Хочу рассказать еще об одном случае. Мы возвращались с работы. Охранники-усташи по обыкновению стреляли в воздух и по деревьям. Услышав эти выстрелы, к нам подошел усташский поручик Любо Милош и приказал заменить этих охранников другими, предварительно поинтересовавшись, кто стрелял и зачем. Охранники ответили, что они стреляли, так как мы не хотим работать. Любо Милош посоветовал не стрелять, а убивать ножом каждого нерадивого узника, не желающего работать. Из этого я сделал вывод, что Любо Милош был в тот период главным начальником в лагерях Ясеновац-II и I, потому что, во-первых, он отдал вышеуказанные распоряжения, а во-вторых, заменил охрану. Судя по поведению усташского взводного Шарича, который выполнял функции коменданта лагеря-I, можно сделать вывод, что и он получал приказы от усташского поручика Любо Милоша. Дневной рацион заключенных ограничивался тремя вареными картофелинами. Хлеб получали, и то нерегулярно, только те, кто выходил на работы. Один килограмм хлеба выдавался на 20 человек.

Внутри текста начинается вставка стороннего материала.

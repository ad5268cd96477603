//! JSON number literals kept as exact decimal text.

use std::fmt;
use std::str::FromStr;

use crate::error::{Error, Result};

/// Fractional digits written for floating point inputs.
const FLOAT_PRECISION: usize = 16;

/// A JSON number stored as its literal text.
///
/// The text always matches the JSON number grammar, so it can be written out
/// verbatim without going through a binary float.
///
/// # Example
///
/// ```
/// use json_value::Number;
///
/// assert_eq!(Number::from(-42i8).as_str(), "-42");
/// assert_eq!(Number::try_from(0.5f64).unwrap().as_str(), "0.5000000000000000");
/// assert_eq!("1.5e300".parse::<Number>().unwrap().as_str(), "1.5e300");
/// assert!("01".parse::<Number>().is_err());
/// ```
#[derive(Debug, Clone, PartialEq, Eq, Hash)]
pub struct Number(String);

impl Number {
    /// Returns the literal text.
    pub fn as_str(&self) -> &str {
        &self.0
    }

    /// Consumes the number, returning the literal text.
    pub fn into_string(self) -> String {
        self.0
    }

    /// Parses the literal as a signed integer, if it is one and fits.
    pub fn as_i64(&self) -> Option<i64> {
        self.0.parse().ok()
    }

    /// Parses the literal as an unsigned integer, if it is one and fits.
    pub fn as_u64(&self) -> Option<u64> {
        self.0.parse().ok()
    }

    /// Converts the literal to the nearest finite `f64`.
    pub fn as_f64(&self) -> Option<f64> {
        self.0.parse::<f64>().ok().filter(|f| f.is_finite())
    }

    fn from_float(f: f64) -> Result<Self> {
        if !f.is_finite() {
            return Err(Error::InvalidNumber(f.to_string()));
        }
        Ok(Number(format!("{:.*}", FLOAT_PRECISION, f)))
    }
}

/// Checks `-? (0 | [1-9][0-9]*) (. [0-9]+)? ([eE] [+-]? [0-9]+)?`.
fn is_number_literal(text: &str) -> bool {
    let bytes = text.as_bytes();
    let mut pos = 0;
    let digits = |pos: &mut usize| {
        let start = *pos;
        while *pos < bytes.len() && bytes[*pos].is_ascii_digit() {
            *pos += 1;
        }
        *pos - start
    };

    if bytes.get(pos) == Some(&b'-') {
        pos += 1;
    }
    match bytes.get(pos) {
        Some(b'0') => pos += 1,
        Some(b'1'..=b'9') => {
            digits(&mut pos);
        }
        _ => return false,
    }
    if bytes.get(pos) == Some(&b'.') {
        pos += 1;
        if digits(&mut pos) == 0 {
            return false;
        }
    }
    if matches!(bytes.get(pos), Some(b'e' | b'E')) {
        pos += 1;
        if matches!(bytes.get(pos), Some(b'+' | b'-')) {
            pos += 1;
        }
        if digits(&mut pos) == 0 {
            return false;
        }
    }
    pos == bytes.len()
}

impl FromStr for Number {
    type Err = Error;

    fn from_str(s: &str) -> Result<Self> {
        if is_number_literal(s) {
            Ok(Number(s.to_string()))
        } else {
            Err(Error::InvalidNumber(s.to_string()))
        }
    }
}

macro_rules! impl_from_integer {
    ($($ty:ty),*) => {
        $(
            impl From<$ty> for Number {
                fn from(n: $ty) -> Self {
                    Number(n.to_string())
                }
            }
        )*
    };
}

impl_from_integer!(i8, i16, i32, i64, i128, isize, u8, u16, u32, u64, u128, usize);

impl TryFrom<f64> for Number {
    type Error = Error;

    fn try_from(f: f64) -> Result<Self> {
        Number::from_float(f)
    }
}

impl TryFrom<f32> for Number {
    type Error = Error;

    fn try_from(f: f32) -> Result<Self> {
        Number::from_float(f64::from(f))
    }
}

impl fmt::Display for Number {
    fn fmt(&self, f: &mut fmt::Formatter<'_>) -> fmt::Result {
        f.write_str(&self.0)
    }
}

impl From<Number> for String {
    fn from(n: Number) -> Self {
        n.0
    }
}

#[cfg(test)]
mod tests {
    use super::*;

    #[test]
    fn test_integers_format_exactly() {
        assert_eq!(Number::from(123i8).as_str(), "123");
        assert_eq!(Number::from(-123i16).as_str(), "-123");
        assert_eq!(Number::from(i64::MIN).as_str(), "-9223372036854775808");
        assert_eq!(Number::from(u64::MAX).as_str(), "18446744073709551615");
        assert_eq!(Number::from(u128::MAX).as_str(), u128::MAX.to_string());
        assert_eq!(Number::from(0usize).as_str(), "0");
    }

    #[test]
    fn test_floats_use_fixed_precision() {
        assert_eq!(
            Number::try_from(-123.5f32).unwrap().as_str(),
            "-123.5000000000000000"
        );
        assert_eq!(
            Number::try_from(-123.45f64).unwrap().as_str(),
            "-123.4500000000000028"
        );
        assert_eq!(
            Number::try_from(0.1f32).unwrap().as_str(),
            "0.1000000014901161"
        );
        assert_eq!(Number::try_from(-123.45f64).unwrap().as_f64(), Some(-123.45));
    }

    #[test]
    fn test_non_finite_floats_are_rejected() {
        assert!(matches!(
            Number::try_from(f64::NAN),
            Err(Error::InvalidNumber(_))
        ));
        assert!(Number::try_from(f64::INFINITY).is_err());
        assert!(Number::try_from(f32::NEG_INFINITY).is_err());
    }

    #[test]
    fn test_literal_grammar() {
        let valid = [
            "0", "-0", "1", "-123", "123.45", "0.5", "1e10", "1E+10", "-1.5e-7", "10",
        ];
        for text in valid {
            assert!(text.parse::<Number>().is_ok(), "{text} should be valid");
        }
        let invalid = [
            "", "-", "+1", "01", "-01", "1.", ".5", "1e", "1e+", "0x10", "NaN", "Infinity",
            " 1", "1 ", "1.2.3", "--1",
        ];
        for text in invalid {
            assert!(
                matches!(text.parse::<Number>(), Err(Error::InvalidNumber(_))),
                "{text:?} should be invalid"
            );
        }
    }

    #[test]
    fn test_readers() {
        let n: Number = "123".parse().unwrap();
        assert_eq!(n.as_i64(), Some(123));
        assert_eq!(n.as_u64(), Some(123));
        assert_eq!(n.as_f64(), Some(123.0));

        let n: Number = "-1.25".parse().unwrap();
        assert_eq!(n.as_i64(), None);
        assert_eq!(n.as_u64(), None);
        assert_eq!(n.as_f64(), Some(-1.25));

        let n: Number = "1e400".parse().unwrap();
        assert_eq!(n.as_f64(), None);
        assert_eq!(n.to_string(), "1e400");
    }
}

Из лагеря-I нас, около 600 человек, перевели в лагерь-III, располагавшийся в помещениях кирпичного завода. Нас разместили на чердаке хозяйственного блока, где до этого жили узники (всего там было около 150 человек). В период с первой половины октября по конец ноября 1941 года мы выполняли в лагере-III разнообразные работы: работали в мастерской по изготовлению цепей, на кирпичном заводе, на строительстве пекарни. В это же время заключенные из лагеря-II работали на возведении малого земляного вала и закончили его. На строительстве этого вала постоянно совершались преступления: узников избивали, а если они, валившиеся с ног от усталости, делали во время работы передышку – их убивали. Сколько людей было убито, я не могу сказать, так как точное число трудно установить. Безусловно, их было много.
В ноябре 1941 года в лагере-I было совершено тяжкое преступление. Это случилось ночью, шел сильный дождь. Объявив о проведении общей поверки, усташи построили узников, вывели около 50 человек из строя и тут же их расстреляли. Я узнал об этом из рассказа товарищей из лагеря-I, которые случайно остались в живых.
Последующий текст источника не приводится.